C.    Pendapat Ulama dan Argumennya Tentang Mashlahah Mursalah

1.      Pendapat Ulama
Jumhur ulama menetapkan bahwa mashlahah mursalah itu adalah sebagai dalil syara’ yang dapat digunakan untuk menetapkan suatu hukum. Alasan yang mereka kemukakan adalah sebagai berikut:
a.       Kemashlahatan manusia terus berkembang dan bertambah.
b.      Menurut penyelidikan, hukum-hukum, keputusan-keputusan, dan peraturan yang dikeluarkan oleh sahabat dan tabi’in adalah untuk kemaslahatan bersama.
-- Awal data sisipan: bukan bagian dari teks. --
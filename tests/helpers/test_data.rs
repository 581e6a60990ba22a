//! Test data helpers for creating rows and payloads
//!
//! Rows are built as the backend would return them; names and emails are
//! generated with `fake` where their exact value does not matter.

use chrono::{DateTime, TimeZone, Utc};
use fake::faker::internet::en::SafeEmail;
use fake::faker::lorem::en::Sentence;
use fake::faker::name::en::Name;
use fake::Fake;
use serde_json::{json, Value};
use eventhub::models::{NewEvent, NewParticipant, RecordId};

/// Start time of the launch event used across scenarios
pub fn launch_date() -> DateTime<Utc> {
    Utc.with_ymd_and_hms(2025, 1, 1, 10, 0, 0).unwrap()
}

/// A complete `events` row
pub fn event_row(id: &str, title: &str, date_time: &str, status: &str, created_by: &str) -> Value {
    let description: String = Sentence(3..8).fake();
    json!({
        "id": id,
        "title": title,
        "description": description,
        "date_time": date_time,
        "location": "Berlin",
        "category": "workshop",
        "image_url": null,
        "status": status,
        "created_by": created_by,
        "created_at": "2024-12-01T08:00:00.000Z"
    })
}

/// A complete `participants` row with a generated name and email
pub fn participant_row(id: &str, event_id: &str) -> Value {
    let name: String = Name().fake();
    let email: String = SafeEmail().fake();
    json!({
        "id": id,
        "name": name,
        "email": email,
        "added_at": "2024-12-02T09:30:00.000Z",
        "added_by": "u1",
        "event_id": event_id
    })
}

/// A `profiles` row
pub fn profile_row(id: &str, role: &str, created_at: &str) -> Value {
    let email: String = SafeEmail().fake();
    json!({
        "id": id,
        "first_name": "Test",
        "last_name": id,
        "email": email,
        "role": role,
        "avatar_url": null,
        "created_at": created_at
    })
}

pub fn new_event(title: &str, created_by: &RecordId) -> NewEvent {
    let description: String = Sentence(3..8).fake();
    NewEvent::new(title, launch_date(), created_by.clone())
        .with_description(description)
        .with_location("Berlin")
}

pub fn new_participant(event_id: &RecordId, added_by: &RecordId) -> NewParticipant {
    let name: String = Name().fake();
    let email: String = SafeEmail().fake();
    NewParticipant::new(name, email, added_by.clone(), event_id.clone())
}

/// Three events in storage order, deliberately not sorted by date
pub fn three_event_rows() -> Vec<Value> {
    vec![
        event_row("e1", "Spring Gala", "2025-04-01T18:00:00Z", "approved", "u1"),
        event_row("e2", "Winter Meetup", "2025-01-15T18:00:00Z", "pending", "u2"),
        event_row("e3", "Autumn Workshop", "2025-10-01T09:00:00Z", "rejected", "u1"),
    ]
}
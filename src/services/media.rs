//! Media service implementation
//!
//! Uploads event images and avatars to object storage and hands back the
//! public URL that entity rows store instead of the bytes.

use std::sync::Arc;
use chrono::Utc;
use tracing::{debug, info};
use crate::backend::RemoteBackend;
use crate::config::StorageConfig;
use crate::models::{Attachment, RecordId};
use crate::utils::errors::Result;
use crate::utils::helpers::object_name;

#[derive(Clone)]
pub struct MediaService {
    backend: Arc<dyn RemoteBackend>,
    storage: StorageConfig,
}

impl MediaService {
    /// Create a new MediaService instance
    pub fn new(backend: Arc<dyn RemoteBackend>, storage: StorageConfig) -> Self {
        Self { backend, storage }
    }

    /// Upload `file` under `{account}-{unix_millis}-{file name}` and return its public URL
    ///
    /// Empty selections are rejected before anything is sent.
    pub async fn upload(&self, bucket: &str, account_id: &RecordId, file: &Attachment, upsert: bool) -> Result<String> {
        file.validate()?;
        let path = object_name(account_id.as_str(), Utc::now().timestamp_millis(), &file.file_name);
        debug!(bucket = bucket, path = %path, size = file.bytes.len(), "Uploading object");

        self.backend.upload(bucket, &path, file, upsert).await?;
        let url = self.backend.public_url(bucket, &path)?;

        info!(bucket = bucket, path = %path, "Object uploaded");
        Ok(url)
    }

    pub async fn upload_event_image(&self, account_id: &RecordId, file: &Attachment) -> Result<String> {
        self.upload(&self.storage.event_images_bucket, account_id, file, false).await
    }

    /// Avatars overwrite an existing object of the same name
    pub async fn upload_avatar(&self, account_id: &RecordId, file: &Attachment) -> Result<String> {
        self.upload(&self.storage.avatars_bucket, account_id, file, true).await
    }
}
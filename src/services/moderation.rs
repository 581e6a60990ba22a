//! Moderation service implementation
//!
//! The UI-policy gate in front of [`EventStore::update_status`]: only a
//! signed-in administrator may approve or reject events through it. The
//! store itself trusts its caller, and the backend's access rules remain
//! the real enforcement.

use crate::models::{Event, EventStatus, RecordId};
use crate::store::EventStore;
use crate::utils::errors::Result;
use crate::utils::logging::log_admin_action;
use super::auth::AuthService;

#[derive(Clone)]
pub struct ModerationService {
    auth: AuthService,
    events: EventStore,
}

impl ModerationService {
    /// Create a new ModerationService instance
    pub fn new(auth: AuthService, events: EventStore) -> Self {
        Self { auth, events }
    }

    pub async fn approve(&self, event_id: &RecordId) -> Result<Event> {
        self.set_status(event_id, EventStatus::Approved).await
    }

    pub async fn reject(&self, event_id: &RecordId) -> Result<Event> {
        self.set_status(event_id, EventStatus::Rejected).await
    }

    /// Change an event's status on behalf of the signed-in administrator
    pub async fn set_status(&self, event_id: &RecordId, status: EventStatus) -> Result<Event> {
        let admin = self.auth.require_admin()?;
        let event = self.events.update_status(event_id, status).await?;
        log_admin_action(
            admin.id.as_str(),
            "set_event_status",
            Some(event_id.as_str()),
            Some(status.as_str()),
        );
        Ok(event)
    }
}
//! Row-level change feed
//!
//! A feed is a bounded channel of [`RowChange`] notifications for one table.
//! The producing side ([`FeedPublisher`]) lives in a backend task; the
//! consuming side ([`ChangeFeed`]) is handed to whoever subscribed. Teardown
//! is explicit: [`ChangeFeed::unsubscribe`] stops delivery for good and
//! signals the producer to exit.

use std::collections::HashMap;
use std::fmt;
use std::pin::Pin;
use std::task::{Context, Poll};
use futures::Stream;
use serde_json::Value;
use tokio::sync::{mpsc, watch};
use crate::models::RecordId;

#[derive(Debug, Clone, Copy, PartialEq, Eq, Hash)]
pub enum ChangeKind {
    Insert,
    Update,
    Delete,
}

impl fmt::Display for ChangeKind {
    fn fmt(&self, f: &mut fmt::Formatter<'_>) -> fmt::Result {
        match self {
            ChangeKind::Insert => f.write_str("INSERT"),
            ChangeKind::Update => f.write_str("UPDATE"),
            ChangeKind::Delete => f.write_str("DELETE"),
        }
    }
}

/// One server-pushed notification
#[derive(Debug, Clone, PartialEq)]
pub struct RowChange {
    pub kind: ChangeKind,
    pub table: String,
    pub new_row: Option<Value>,
    pub old_row: Option<Value>,
}

impl RowChange {
    pub fn insert(table: impl Into<String>, row: Value) -> Self {
        Self { kind: ChangeKind::Insert, table: table.into(), new_row: Some(row), old_row: None }
    }

    pub fn update(table: impl Into<String>, new_row: Value, old_row: Option<Value>) -> Self {
        Self { kind: ChangeKind::Update, table: table.into(), new_row: Some(new_row), old_row }
    }

    pub fn delete(table: impl Into<String>, old_row: Value) -> Self {
        Self { kind: ChangeKind::Delete, table: table.into(), new_row: None, old_row: Some(old_row) }
    }

    /// Id of the affected row, taken from the new row when present
    pub fn record_id(&self) -> Option<RecordId> {
        self.new_row
            .as_ref()
            .and_then(RecordId::from_row)
            .or_else(|| self.old_row.as_ref().and_then(RecordId::from_row))
    }
}

/// Consuming end of a change feed
pub struct ChangeFeed {
    table: String,
    rx: mpsc::Receiver<RowChange>,
    shutdown_tx: watch::Sender<bool>,
    closed: bool,
}

/// Producing end of a change feed
pub struct FeedPublisher {
    tx: mpsc::Sender<RowChange>,
    shutdown_rx: watch::Receiver<bool>,
}

impl ChangeFeed {
    /// Create a connected publisher/feed pair
    pub fn channel(table: impl Into<String>, capacity: usize) -> (FeedPublisher, ChangeFeed) {
        let (tx, rx) = mpsc::channel(capacity.max(1));
        let (shutdown_tx, shutdown_rx) = watch::channel(false);
        let publisher = FeedPublisher { tx, shutdown_rx };
        let feed = ChangeFeed { table: table.into(), rx, shutdown_tx, closed: false };
        (publisher, feed)
    }

    pub fn table(&self) -> &str {
        &self.table
    }

    /// Next notification; `None` once unsubscribed or the producer is gone
    pub async fn recv(&mut self) -> Option<RowChange> {
        if self.closed {
            return None;
        }
        self.rx.recv().await
    }

    /// Stop delivery and release the upstream subscription. Idempotent.
    pub fn unsubscribe(&mut self) {
        if self.closed {
            return;
        }
        self.closed = true;
        let _ = self.shutdown_tx.send(true);
        self.rx.close();
        tracing::debug!(table = %self.table, "Change feed unsubscribed");
    }

    pub fn is_closed(&self) -> bool {
        self.closed
    }
}

impl Stream for ChangeFeed {
    type Item = RowChange;

    fn poll_next(self: Pin<&mut Self>, cx: &mut Context<'_>) -> Poll<Option<RowChange>> {
        let this = self.get_mut();
        if this.closed {
            return Poll::Ready(None);
        }
        this.rx.poll_recv(cx)
    }
}

impl fmt::Debug for ChangeFeed {
    fn fmt(&self, f: &mut fmt::Formatter<'_>) -> fmt::Result {
        f.debug_struct("ChangeFeed")
            .field("table", &self.table)
            .field("closed", &self.closed)
            .finish_non_exhaustive()
    }
}

impl FeedPublisher {
    /// Deliver one notification. Returns `false` once the consumer is gone.
    pub async fn publish(&self, change: RowChange) -> bool {
        if self.is_cancelled() {
            return false;
        }
        self.tx.send(change).await.is_ok()
    }

    pub fn is_cancelled(&self) -> bool {
        *self.shutdown_rx.borrow() || self.tx.is_closed()
    }

    /// Resolves when the consumer unsubscribes or drops the feed
    pub async fn cancelled(&mut self) {
        loop {
            if *self.shutdown_rx.borrow_and_update() {
                return;
            }
            if self.shutdown_rx.changed().await.is_err() {
                return;
            }
        }
    }
}

/// Index rows by id, skipping rows without one
pub fn index_rows(rows: &[Value]) -> HashMap<RecordId, Value> {
    rows.iter()
        .filter_map(|row| RecordId::from_row(row).map(|id| (id, row.clone())))
        .collect()
}

/// Derive notifications from two consecutive snapshots of a table
///
/// Inserts and updates follow the order of `current`; deletes follow at the end.
pub fn diff_snapshots(
    table: &str,
    previous: &HashMap<RecordId, Value>,
    current: &[Value],
) -> Vec<RowChange> {
    let mut changes = Vec::new();
    let mut seen = std::collections::HashSet::new();

    for row in current {
        let Some(id) = RecordId::from_row(row) else {
            continue;
        };
        match previous.get(&id) {
            None => changes.push(RowChange::insert(table, row.clone())),
            Some(old) if old != row => {
                changes.push(RowChange::update(table, row.clone(), Some(old.clone())))
            }
            Some(_) => {}
        }
        seen.insert(id);
    }

    let mut removed: Vec<(&RecordId, &Value)> = previous
        .iter()
        .filter(|(id, _)| !seen.contains(*id))
        .collect();
    removed.sort_by(|a, b| a.0.cmp(b.0));
    changes.extend(removed.into_iter().map(|(_, old)| RowChange::delete(table, old.clone())));

    changes
}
Misalnya, kebijakan Abu Bakar dalam mengumpulkan al-Quran dan menuliskan seluruh ayat-ayatnya pada lembaran-lembaran mushaf.[9]
Para ulama pendukung mashlahah mursalah, yaitu ulama Malikiyyah dan ulama Hanabilah menetapkan syarat-syarat untuk dilaksakannya ijtihad dengan maslahat mursalah, sebagaimana dipaparkan oleh Amir Syarifuddin, dengan empat syarat sebagai berikut:
a.       Mashlahat itu merupakan mashlahat yang hakiki dan bersifat umum, artinya menurut akal sehat mashlahat itu betul-betul mendatangkan manfaat atau menghindarkan mafsadat secara nyata bagi orang banyak.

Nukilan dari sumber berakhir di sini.